**AIM OF THE EXERCISE:** Each line of the records containing "harvested" is to be copied out and returned.

[Stored items from a collection]
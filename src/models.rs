//! Data models for the OpenAQ harvest pipeline.
//!
//! The `Location`/`Sensor`/`Measurement` types mirror the JSON the OpenAQ v3
//! API returns. Every nested field is optional so that a sparse station record
//! degrades to empty cells instead of failing the run. `NormalizedRecord` is
//! the flat row written to the harvested table; its field order is the
//! table's column order.

use chrono::{DateTime, Utc};
use serde::{Deserialize, Serialize};

// ---

/// Monitoring station as returned by `GET /locations`.
#[derive(Debug, Clone, Deserialize)]
pub struct Location {
    // ---
    pub id: i64,
    pub name: Option<String>,
    pub locality: Option<String>,
    pub country: Option<Country>,
    pub coordinates: Option<Coordinates>,
    #[serde(default)]
    pub sensors: Vec<Sensor>,
}

#[derive(Debug, Clone, Deserialize)]
pub struct Country {
    pub code: Option<String>,
    pub name: Option<String>,
}

#[derive(Debug, Clone, Copy, Deserialize)]
pub struct Coordinates {
    pub latitude: Option<f64>,
    pub longitude: Option<f64>,
}

/// A single measurement stream hosted by a location.
#[derive(Debug, Clone, Deserialize)]
pub struct Sensor {
    // ---
    pub id: i64,
    pub name: Option<String>,
    pub parameter: Option<Parameter>,
}

#[derive(Debug, Clone, Deserialize)]
#[serde(rename_all = "camelCase")]
pub struct Parameter {
    pub name: Option<String>,
    pub display_name: Option<String>,
    pub units: Option<String>,
}

/// Raw hourly measurement from `GET /sensors/{id}/measurements/hourly`.
#[derive(Debug, Clone, Deserialize)]
#[serde(rename_all = "camelCase")]
pub struct Measurement {
    // ---
    pub value: Option<f64>,
    pub period: Option<Period>,
    pub datetime_last: Option<Timestamp>,
}

#[derive(Debug, Clone, Deserialize)]
#[serde(rename_all = "camelCase")]
pub struct Period {
    pub datetime_from: Option<Timestamp>,
}

#[derive(Debug, Clone, Deserialize)]
pub struct Timestamp {
    pub utc: Option<String>,
    pub local: Option<String>,
}

impl Measurement {
    /// Timestamp block identifying the hour this reading covers.
    ///
    /// Hourly aggregates carry it in `period.datetimeFrom`; `datetimeLast` is
    /// used when the period block is absent.
    pub fn timestamp(&self) -> Option<&Timestamp> {
        // ---
        self.period
            .as_ref()
            .and_then(|p| p.datetime_from.as_ref())
            .or(self.datetime_last.as_ref())
    }
}

/// Flattened Location + Sensor + Measurement row.
#[derive(Debug, Clone, PartialEq, Serialize, Deserialize)]
pub struct NormalizedRecord {
    // ---
    pub location_id: i64,
    pub location_name: Option<String>,
    pub locality: Option<String>,
    pub country: Option<String>,
    pub country_code: Option<String>,
    pub latitude: Option<f64>,
    pub longitude: Option<f64>,
    pub sensor_id: i64,
    pub sensor_name: Option<String>,
    pub parameter: Option<String>,
    pub parameter_display: Option<String>,
    pub unit: Option<String>,
    pub value: Option<f64>,
    pub datetime_utc: Option<String>,
    pub datetime_local: Option<String>,
}

/// Header of the harvested table, in column order.
pub const TABLE_COLUMNS: [&str; 15] = [
    "location_id",
    "location_name",
    "locality",
    "country",
    "country_code",
    "latitude",
    "longitude",
    "sensor_id",
    "sensor_name",
    "parameter",
    "parameter_display",
    "unit",
    "value",
    "datetime_utc",
    "datetime_local",
];

/// Inclusive `[start, end]` range of UTC instants covering one calendar month.
#[derive(Debug, Clone, Copy, PartialEq, Eq, PartialOrd, Ord)]
pub struct TimeWindow {
    pub start: DateTime<Utc>,
    pub end: DateTime<Utc>,
}

impl TimeWindow {
    /// Query-string form used by the measurements endpoint.
    pub fn date_from(&self) -> String {
        self.start.format("%Y-%m-%dT%H:%M:%SZ").to_string()
    }

    pub fn date_to(&self) -> String {
        self.end.format("%Y-%m-%dT%H:%M:%SZ").to_string()
    }
}

impl std::fmt::Display for TimeWindow {
    fn fmt(&self, f: &mut std::fmt::Formatter<'_>) -> std::fmt::Result {
        write!(f, "{} - {}", self.date_from(), self.date_to())
    }
}

/// Everything the paginated fetcher collected for one sensor.
#[derive(Debug, Default)]
pub struct SensorFetch {
    // ---
    pub records: Vec<Measurement>,

    /// Windows whose pagination stopped on a terminal failure. Their data is
    /// at best partial.
    pub failed_windows: Vec<TimeWindow>,
}

/// Counters accumulated over one harvest.
#[derive(Debug, Default, Clone, PartialEq, Eq)]
pub struct RunSummary {
    // ---
    pub locations_processed: usize,
    pub sensors_processed: usize,
    pub sensors_with_no_data: usize,
    pub total_measurements: usize,

    /// `(sensor_id, failed window count)` for sensors with incomplete data.
    pub incomplete_sensors: Vec<(i64, usize)>,
}

impl RunSummary {
    pub fn failed_windows(&self) -> usize {
        self.incomplete_sensors.iter().map(|(_, n)| n).sum()
    }
}
//! Extraction gateway: everything needed to harvest a year of OpenAQ
//! measurements into the append-only table.
//!
//! Sibling modules stay private; `main.rs` only sees the items re-exported
//! here (EMBP).

mod client;
mod fetcher;
mod harvest;
mod normalize;
mod windows;
mod writer;

pub use client::{ApiClient, HttpTransport, TokioSleeper};
pub use harvest::harvest;
pub use writer::TableWriter;

#[cfg(test)]
pub(crate) fn test_config() -> crate::Config {
    // ---
    use std::time::Duration;

    crate::Config {
        api_url: "http://api.test/v3".to_string(),
        api_key: "test-key".to_string(),
        year: 2025,
        station_limit: 100,
        request_timeout: Duration::from_secs(30),
        max_retries: 5,
        page_size: 1000,
        page_delay: Duration::from_millis(200),
        data_dir: "data".into(),
        output_file: "data/openaq_2025.csv".into(),
        violation_threshold: 35.0,
        pca_components: 2,
        run_analysis: false,
    }
}
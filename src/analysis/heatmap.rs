//! Hourly PM2.5 violation rates per location.

use std::{
    collections::{BTreeMap, BTreeSet},
    path::Path,
};

use anyhow::{Context, Result};
use chrono::{DateTime, DurationRound, TimeDelta, Utc};

use super::clean::CleanRecord;

// ---

pub const HEATMAP_PARAMETER: &str = "pm25";

/// Location × hour grid of violation rates in `[0, 1]`.
#[derive(Debug, Default, PartialEq)]
pub struct Heatmap {
    // ---
    /// Column labels, ascending.
    pub hours: Vec<DateTime<Utc>>,
    /// One row per location, ascending by id; `None` where the location has no
    /// reading in that hour.
    pub rows: Vec<(i64, Vec<Option<f64>>)>,
}

/// Bin PM2.5 readings per location and UTC hour and average the violation
/// flag (`value > threshold`) in each bin.
pub fn violation_rates(rows: &[CleanRecord], threshold: f64) -> Heatmap {
    // ---
    let mut bins: BTreeMap<(i64, DateTime<Utc>), (u32, u32)> = BTreeMap::new();

    for row in rows.iter().filter(|r| r.parameter == HEATMAP_PARAMETER) {
        let hour = row
            .datetime_utc
            .duration_trunc(TimeDelta::hours(1))
            .unwrap_or(row.datetime_utc);
        let (violations, total) = bins.entry((row.location_id, hour)).or_default();
        *total += 1;
        if row.value > threshold {
            *violations += 1;
        }
    }

    let hours: Vec<DateTime<Utc>> = bins
        .keys()
        .map(|(_, hour)| *hour)
        .collect::<BTreeSet<_>>()
        .into_iter()
        .collect();
    let column: BTreeMap<DateTime<Utc>, usize> =
        hours.iter().enumerate().map(|(i, h)| (*h, i)).collect();

    let mut grid: BTreeMap<i64, Vec<Option<f64>>> = BTreeMap::new();
    for ((location_id, hour), (violations, total)) in bins {
        let cells = grid
            .entry(location_id)
            .or_insert_with(|| vec![None; hours.len()]);
        cells[column[&hour]] = Some(f64::from(violations) / f64::from(total));
    }

    Heatmap {
        hours,
        rows: grid.into_iter().collect(),
    }
}

/// Write the grid as CSV: `location_id`, then one column per hour.
pub fn write_heatmap(path: &Path, heatmap: &Heatmap) -> Result<()> {
    // ---
    let mut csv = csv::Writer::from_path(path)
        .with_context(|| format!("creating {}", path.display()))?;

    let mut header = vec!["location_id".to_string()];
    header.extend(heatmap.hours.iter().map(|h| h.format("%Y-%m-%dT%H:%M:%SZ").to_string()));
    csv.write_record(&header)?;

    for (location_id, cells) in &heatmap.rows {
        let mut record = vec![location_id.to_string()];
        record.extend(cells.iter().map(|c| c.map(|v| v.to_string()).unwrap_or_default()));
        csv.write_record(&record)?;
    }
    csv.flush()?;
    Ok(())
}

**YOUR RESPONSE:**
//! the flat row written to the harvested table; its field order is the
/// Header of the harvested table, in column order.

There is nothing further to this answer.